Re: Problem with atomic accesses in pstore on some ARM CPUs

From: Colin Cross
Date: Tue Aug 16 2016 - 13:41:32 EST


On Mon, Aug 15, 2016 at 3:15 PM, Mark Rutland <mark.rutland@xxxxxxx> wrote:
> On Tue, Aug 16, 2016 at 08:02:53AM -0700, Guenter Roeck wrote:
>> On Tue, Aug 16, 2016 at 6:21 AM, Will Deacon <will.deacon@xxxxxxx> wrote:
>> > On Tue, Aug 16, 2016 at 06:14:53AM -0700, Guenter Roeck wrote:
>> >> On Tue, Aug 16, 2016 at 3:32 AM, Robin Murphy <robin.murphy@xxxxxxx> wrote:
>> >> > On 16/08/16 00:19, Guenter Roeck wrote:
>> >> >> we are having a problem with atomic accesses in pstore on some ARM
>> >> >> CPUs (specifically rk3288 and rk3399). With those chips, atomic
>> >> >> accesses fail with both pgprot_noncached and pgprot_writecombine
>> >> >> memory. Atomic accesses do work when selecting PAGE_KERNEL protection.
>> >> >
>> >> > What's the pstore backed by? I'm guessing it's not normal DRAM.
>> >> >
>> >>
>> >> it is normal DRAM.
>> >
>> > In which case, why does it need to be mapped with weird attributes?
>> > Is there an alias in the linear map you can use?
>> >
>>
>> I don't really _want_ to do anything besides using pstore as-is, or,
>> in other words, to have the upstream kernel work with the affected
>> systems.
>>
>> The current pstore code runs the following code for memory with
>> pfn_valid() = true.
>>
>> if (memtype)
>> prot = pgprot_noncached(PAGE_KERNEL);
>> else
>> prot = pgprot_writecombine(PAGE_KERNEL);
>> ...
>> vaddr = vmap(pages, page_count, VM_MAP, prot);
>>
>> It then uses the memory pointed to by vaddr for atomic operations.
>
> This means that the generic ramoops / pstore code is making non-portable
> assumptions about memory types.
>
> So _something_ has to happen to that code.
>
>> In my case, both protection options don't work.
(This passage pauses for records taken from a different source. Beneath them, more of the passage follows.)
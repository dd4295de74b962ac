//! Rent prediction models.

use crate::dashboard::DashboardError;
use crate::models::FeatureRow;
use serde::{Deserialize, Serialize};
use std::collections::HashMap;
use std::path::Path;
use tracing::info;

/// Anything that predicts a monthly rent from a feature row
pub trait RentModel: Send + Sync {
    fn predict(&self, row: &FeatureRow) -> f64;
}

/// Weights of the numeric features
#[derive(Debug, Clone, Default, Serialize, Deserialize)]
pub struct NumericWeights {
    #[serde(default)]
    pub superficie: f64,
    #[serde(default)]
    pub nombre_chambres: f64,
    #[serde(default)]
    pub superficie_par_chambre: f64,
}

/// Linear regression over one-hot encoded categorical features.
///
/// Serialized as JSON:
///
/// ```json
/// {
///   "intercept": 120000.0,
///   "numeric": { "superficie": 2500.0, "nombre_chambres": 15000.0, "superficie_par_chambre": 300.0 },
///   "categorical": {
///     "quartier": { "Isoraka": 90000.0 },
///     "type_d_acces": { "voiture_avec_par_parking": 60000.0 }
///   }
/// }
/// ```
///
/// A category value missing from the table contributes nothing, which makes it
/// the reference level.
#[derive(Debug, Clone, Default, Serialize, Deserialize)]
pub struct LinearRentModel {
    pub intercept: f64,
    #[serde(default)]
    pub numeric: NumericWeights,
    /// Feature name → category value → weight
    #[serde(default)]
    pub categorical: HashMap<String, HashMap<String, f64>>,
}

impl LinearRentModel {
    pub fn load(path: &Path) -> Result<Self, DashboardError> {
        let content = std::fs::read_to_string(path).map_err(|e| DashboardError::ModelLoad {
            path: path.to_path_buf(),
            message: e.to_string(),
        })?;
        let model: Self = serde_json::from_str(&content).map_err(|e| DashboardError::ModelLoad {
            path: path.to_path_buf(),
            message: e.to_string(),
        })?;
        info!(
            "Loaded rent model from {} ({} categorical features)",
            path.display(),
            model.categorical.len()
        );
        Ok(model)
    }

    fn category_weight(&self, feature: &str, value: &str) -> f64 {
        self.categorical
            .get(feature)
            .and_then(|weights| weights.get(value))
            .copied()
            .unwrap_or(0.0)
    }
}

impl RentModel for LinearRentModel {
    fn predict(&self, row: &FeatureRow) -> f64 {
        let numeric = self.numeric.superficie * row.area_sqm as f64
            + self.numeric.nombre_chambres * row.room_count as f64
            + self.numeric.superficie_par_chambre * row.area_per_room;

        let categorical = [
            ("quartier", row.neighborhood.as_str()),
            ("douche_wc", row.bathroom_location.as_wire()),
            ("type_d_acces", row.access_type.as_wire()),
            ("meublé", row.furnished.as_wire()),
            ("etat_general", row.condition.as_wire()),
        ]
        .iter()
        .map(|(feature, value)| self.category_weight(feature, value))
        .sum::<f64>();

        self.intercept + numeric + categorical
    }
}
Everything works fine
>> (or at least doesn't create an exception) if I use
>> vaddr = vmap(pages, page_count, VM_MAP, PAGE_KERNEL);
>> instead.
>
> Architecturally, that will give you a memory type to which we can safely use
> atomics on.
>
> It would be nice to know why the ramoops/pstore code must use atomics, and
> exactly what it's trying to achieve (i.e. is this just for serialisation, or an
> attempt to ensure persistence).
>
> Depending on that, it may be possible to fix things more generically by using
> memremap by default, for example, and only allowing uncached mappings on those
> architectures which support them.

persistent_ram uses atomic ops in uncached memory to store the start
and end positions in the ringbuffer so that the state of the
ringbuffer will be valid if the kernel crashes at any time. This was
inherited from Android's ram_console implementation, and worked
through armv7. It has been causing more and more problems recently,
see for example 027bc8b08242c59e19356b4b2c189f2d849ab660 (pstore-ram:
Allow optional mapping with pgprot_noncached) and
7ae9cb81933515dc7db1aa3c47ef7653717e3090 (pstore-ram: Fix hangs by
using write-combine mappings).

Maybe it should be replaced with a spinlock in normal ram protecting
writes to the uncached region.